Start at the line with "pub mod db;" in the records below, stop at the line with "fn run() ->", and return every line in that span exactly, the two end lines included.

Collected data entries
--

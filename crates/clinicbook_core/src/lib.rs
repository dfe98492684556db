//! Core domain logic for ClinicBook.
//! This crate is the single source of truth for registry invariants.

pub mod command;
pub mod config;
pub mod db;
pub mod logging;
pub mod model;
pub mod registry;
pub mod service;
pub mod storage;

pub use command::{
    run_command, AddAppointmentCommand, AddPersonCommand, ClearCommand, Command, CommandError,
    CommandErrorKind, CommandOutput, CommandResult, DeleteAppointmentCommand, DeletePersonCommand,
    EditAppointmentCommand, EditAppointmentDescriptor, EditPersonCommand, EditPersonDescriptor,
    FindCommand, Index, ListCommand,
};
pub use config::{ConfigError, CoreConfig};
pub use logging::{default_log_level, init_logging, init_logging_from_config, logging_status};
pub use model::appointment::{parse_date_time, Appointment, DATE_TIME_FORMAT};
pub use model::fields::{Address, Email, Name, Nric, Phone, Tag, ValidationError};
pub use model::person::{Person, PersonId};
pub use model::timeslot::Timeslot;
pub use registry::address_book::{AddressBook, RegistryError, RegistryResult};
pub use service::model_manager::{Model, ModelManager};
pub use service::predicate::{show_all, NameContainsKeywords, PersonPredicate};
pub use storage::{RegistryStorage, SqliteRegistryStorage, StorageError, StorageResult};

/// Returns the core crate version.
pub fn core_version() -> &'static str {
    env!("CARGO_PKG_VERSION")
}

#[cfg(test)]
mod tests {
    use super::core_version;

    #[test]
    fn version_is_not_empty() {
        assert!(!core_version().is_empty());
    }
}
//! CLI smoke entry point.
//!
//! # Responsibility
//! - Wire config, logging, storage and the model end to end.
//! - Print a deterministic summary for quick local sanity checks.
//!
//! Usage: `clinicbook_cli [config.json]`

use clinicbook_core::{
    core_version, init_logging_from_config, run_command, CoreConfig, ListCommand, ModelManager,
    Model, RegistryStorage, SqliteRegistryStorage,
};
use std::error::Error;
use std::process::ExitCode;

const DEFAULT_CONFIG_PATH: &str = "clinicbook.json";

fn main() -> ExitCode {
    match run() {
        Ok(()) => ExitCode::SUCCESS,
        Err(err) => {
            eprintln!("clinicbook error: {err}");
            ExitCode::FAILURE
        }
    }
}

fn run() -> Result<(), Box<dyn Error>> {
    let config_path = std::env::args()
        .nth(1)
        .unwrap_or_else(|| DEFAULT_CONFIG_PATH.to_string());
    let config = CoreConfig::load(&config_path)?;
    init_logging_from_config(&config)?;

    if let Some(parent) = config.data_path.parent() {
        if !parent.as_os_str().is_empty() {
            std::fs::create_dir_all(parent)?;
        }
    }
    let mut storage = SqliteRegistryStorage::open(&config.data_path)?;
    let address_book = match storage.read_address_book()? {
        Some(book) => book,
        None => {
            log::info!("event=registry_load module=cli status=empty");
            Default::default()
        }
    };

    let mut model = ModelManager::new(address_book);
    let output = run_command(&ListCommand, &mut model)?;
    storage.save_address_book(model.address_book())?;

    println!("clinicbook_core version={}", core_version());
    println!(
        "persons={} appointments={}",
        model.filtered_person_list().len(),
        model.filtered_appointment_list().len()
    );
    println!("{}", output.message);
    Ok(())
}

--

> _Solution_:
pub mod db;
pub mod logging;
pub mod model;
pub mod registry;
pub mod service;
pub mod storage;

pub use command::{
    run_command, AddAppointmentCommand, AddPersonCommand, ClearCommand, Command, CommandError,
    CommandErrorKind, CommandOutput, CommandResult, DeleteAppointmentCommand, DeletePersonCommand,
    EditAppointmentCommand, EditAppointmentDescriptor, EditPersonCommand, EditPersonDescriptor,
    FindCommand, Index, ListCommand,
};
pub use config::{ConfigError, CoreConfig};
pub use logging::{default_log_level, init_logging, init_logging_from_config, logging_status};
pub use model::appointment::{parse_date_time, Appointment, DATE_TIME_FORMAT};
pub use model::fields::{Address, Email, Name, Nric, Phone, Tag, ValidationError};
pub use model::person::{Person, PersonId};
pub use model::timeslot::Timeslot;
pub use registry::address_book::{AddressBook, RegistryError, RegistryResult};
pub use service::model_manager::{Model, ModelManager};
pub use service::predicate::{show_all, NameContainsKeywords, PersonPredicate};
pub use storage::{RegistryStorage, SqliteRegistryStorage, StorageError, StorageResult};

/// Returns the core crate version.
pub fn core_version() -> &'static str {
    env!("CARGO_PKG_VERSION")
}

#[cfg(test)]
mod tests {
    use super::core_version;

    #[test]
    fn version_is_not_empty() {
        assert!(!core_version().is_empty());
    }
}
//! CLI smoke entry point.
//!
//! # Responsibility
//! - Wire config, logging, storage and the model end to end.
//! - Print a deterministic summary for quick local sanity checks.
//!
//! Usage: `clinicbook_cli [config.json]`

use clinicbook_core::{
    core_version, init_logging_from_config, run_command, CoreConfig, ListCommand, ModelManager,
    Model, RegistryStorage, SqliteRegistryStorage,
};
use std::error::Error;
use std::process::ExitCode;

const DEFAULT_CONFIG_PATH: &str = "clinicbook.json";

fn main() -> ExitCode {
    match run() {
        Ok(()) => ExitCode::SUCCESS,
        Err(err) => {
            eprintln!("clinicbook error: {err}");
            ExitCode::FAILURE
        }
    }
}

fn run() -> Result<(), Box<dyn Error>> {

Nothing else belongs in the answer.